- [Data for this task]

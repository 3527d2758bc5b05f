//! The "Transfer Tester" app's entry point.

use blockdb_common::accounts::Accounts;
use blockdb_common::cli::constants::*;
use blockdb_common::cli::helpers::{get_base_url, init_logging};
use blockdb_transfer_tester::{TesterConfig, TransferTester};
use clap::Parser;
use rand::rngs::StdRng;
use rand::SeedableRng;
use reqwest::Client;
use std::error::Error;
use std::path::PathBuf;
use std::time::Duration;

/// Sends random balance transfers through the transaction executor
/// and checks every resulting balance on the server.
#[derive(Parser, Debug)]
#[command(name = "blockdb_transfer_tester")]
#[command(version)]
struct Args {
    /// Accounts to use, as `private_key=initial_balance`
    #[arg(required = true, num_args = 2..)]
    accounts: Vec<String>,

    /// Base URL of the database service
    #[arg(short, long, env = "BLOCKDB_SERVER", default_value = DEFAULT_SERVER)]
    server: String,

    /// Path of the transaction executor
    #[arg(short, long, env = "BLOCKDB_TOOL")]
    tool: PathBuf,

    /// Program that runs the executor; pass "" to run it directly
    #[arg(long, default_value = DEFAULT_INTERPRETER)]
    interpreter: String,

    /// Amount moved by every transfer
    #[arg(short, long, default_value_t = DEFAULT_TRANSFER_AMOUNT)]
    amount: u64,

    /// Where each transaction is written before the executor runs
    #[arg(long, default_value = DEFAULT_TRANSACTION_FILE)]
    transaction_file: PathBuf,

    /// Pause before every executor run, in milliseconds
    #[arg(long, default_value_t = DEFAULT_PRE_EXEC_DELAY_MS)]
    pre_exec_delay_ms: u64,

    /// Pause between a transfer and its balance checks, in milliseconds
    #[arg(long, default_value_t = DEFAULT_SETTLE_DELAY_MS)]
    settle_delay_ms: u64,

    /// Balance fetches per check before giving up
    #[arg(long, default_value_t = DEFAULT_BALANCE_ATTEMPTS)]
    attempts: u32,

    /// Pause between failed balance fetches, in milliseconds
    #[arg(long, default_value_t = 0)]
    retry_delay_ms: u64,

    /// Stop after this many transfers instead of running forever
    #[arg(short, long)]
    iterations: Option<u64>,
}

/// The "Transfer Tester" app's entry point.
#[tokio::main]
async fn main() -> Result<(), Box<dyn Error>> {
    init_logging();
    let args = Args::parse();

    let accounts = Accounts::from_args(&args.accounts)?;
    let server = get_base_url(Some(&args.server), DEFAULT_SERVER)?;

    let config = TesterConfig {
        interpreter: Some(args.interpreter),
        amount: args.amount,
        transaction_file: args.transaction_file,
        pre_exec_delay: Duration::from_millis(args.pre_exec_delay_ms),
        settle_delay: Duration::from_millis(args.settle_delay_ms),
        attempts: args.attempts,
        retry_delay: Duration::from_millis(args.retry_delay_ms),
        iterations: args.iterations,
        ..TesterConfig::new(server, args.tool)
    };

    let mut tester = TransferTester::new(config, accounts, Client::new(), StdRng::from_entropy());

    if let Err(err) = tester.run().await {
        log::error!("{}", err);
        return Err(err.into());
    }

    Ok(())
}
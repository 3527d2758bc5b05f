pub mod accounts;
pub mod cli;
pub mod errors;
pub mod nonce;
pub mod operations;
pub mod requests;
pub mod tx;
pub mod validation;

pub use requests::*;
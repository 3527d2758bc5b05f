//! Pieces shared by the command-line front ends

pub mod constants;
pub mod helpers;
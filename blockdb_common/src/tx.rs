//! Signed-transaction payloads handed to the external transaction executor
//!
//! The executor reads a file holding one JSON transaction per line and
//! substitutes [`ADDRESS_PLACEHOLDER`] with the signer's own address.

use serde::{Deserialize, Serialize};
use serde_json::Value;
use std::fs;
use std::io::{self, Write};
use std::path::Path;

/// Replaced by the executor with the signer's address.
pub const ADDRESS_PLACEHOLDER: &str = "{address}";

/// The only operation type these tools emit
pub const SET_VALUE: &str = "SET_VALUE";

/// **The operation part of a transaction**
#[derive(Clone, Debug, Deserialize, PartialEq, Serialize)]
pub struct TxOperation {
    #[serde(rename = "type")]
    pub op_type: String,
    #[serde(rename = "ref")]
    pub reference: String,
    pub value: Value,
}

/// **A transaction type**
///
/// Nonces are per signer and come from a
/// [`NonceTracker`](crate::nonce::NonceTracker).
#[derive(Clone, Debug, Deserialize, PartialEq, Serialize)]
pub struct Tx {
    pub operation: TxOperation,
    pub nonce: u64,
}

impl Tx {
    fn set_value(reference: String, value: Value, nonce: u64) -> Self {
        Self {
            operation: TxOperation {
                op_type: SET_VALUE.to_string(),
                reference,
                value,
            },
            nonce,
        }
    }

    /// Sets the signer's own balance at `/account/{address}/balance`.
    pub fn balance_set(balance: u64, nonce: u64) -> Self {
        Self::set_value(
            format!("/account/{ADDRESS_PLACEHOLDER}/balance"),
            Value::from(balance),
            nonce,
        )
    }

    /// Transfers `amount` from the signer to `receiver_address`.
    ///
    /// The nonce is part of the ref, so every transfer lands on a fresh path.
    pub fn balance_transfer(receiver_address: &str, amount: u64, nonce: u64) -> Self {
        Self::set_value(
            format!("/transfer/{ADDRESS_PLACEHOLDER}/{receiver_address}/{nonce}/value"),
            Value::from(amount),
            nonce,
        )
    }
}

/// **Writes the transaction to `path` as a single JSON line**
///
/// Overwrites any previous contents.
pub fn write_transaction_file(tx: &Tx, path: &Path) -> io::Result<()> {
    log::info!("Creating transaction {} in file {}", serde_json::to_string(tx)?, path.display());

    let mut file = fs::File::create(path)?;
    serde_json::to_writer(&mut file, tx)?;
    file.write_all(b"\n")?;
    file.flush()
}

/// **Reads back every transaction in a transaction file**
///
/// Blank lines are skipped, as the executor does.
pub fn read_transaction_file(path: &Path) -> io::Result<Vec<Tx>> {
    fs::read_to_string(path)?
        .lines()
        .filter(|line| !line.trim().is_empty())
        .map(|line| serde_json::from_str(line).map_err(io::Error::from))
        .collect()
}

#[cfg(test)]
mod tests {
    use super::*;
    use serde_json::json;

    #[test]
    fn test_balance_set_shape() {
        let tx = Tx::balance_set(100, 0);
        assert_eq!(
            json!({
                "operation": {"type": "SET_VALUE", "ref": "/account/{address}/balance", "value": 100},
                "nonce": 0
            }),
            serde_json::to_value(&tx).unwrap()
        );
    }

    #[test]
    fn test_balance_transfer_shape() {
        let tx = Tx::balance_transfer("0xB0b", 5, 3);
        assert_eq!("/transfer/{address}/0xB0b/3/value", tx.operation.reference);
        assert_eq!(json!(5), tx.operation.value);
        assert_eq!(3, tx.nonce);
        assert_eq!(SET_VALUE, tx.operation.op_type);
    }

    #[test]
    fn test_transaction_file_round_trip() {
        let dir = tempfile::tempdir().unwrap();
        let path = dir.path().join("transaction.txt");
        let tx = Tx::balance_transfer("0x00ADEc28B6a845a085e03591bE7550dd68673C1C", 5, 42);

        write_transaction_file(&tx, &path).unwrap();

        let contents = fs::read_to_string(&path).unwrap();
        assert_eq!(1, contents.lines().count());
        assert!(contents.ends_with('\n'));
        assert_eq!(vec![tx], read_transaction_file(&path).unwrap());
    }

    #[test]
    fn test_transaction_file_is_overwritten() {
        let dir = tempfile::tempdir().unwrap();
        let path = dir.path().join("transaction.txt");

        write_transaction_file(&Tx::balance_set(10, 0), &path).unwrap();
        write_transaction_file(&Tx::balance_set(20, 1), &path).unwrap();

        assert_eq!(vec![Tx::balance_set(20, 1)], read_transaction_file(&path).unwrap());
    }
}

- [Exercise instructions] Select the lines in this material that hold the word "PathBuf", leaving none out.

- [Result below]
use std::path::PathBuf;
    tool: PathBuf,
    transaction_file: PathBuf,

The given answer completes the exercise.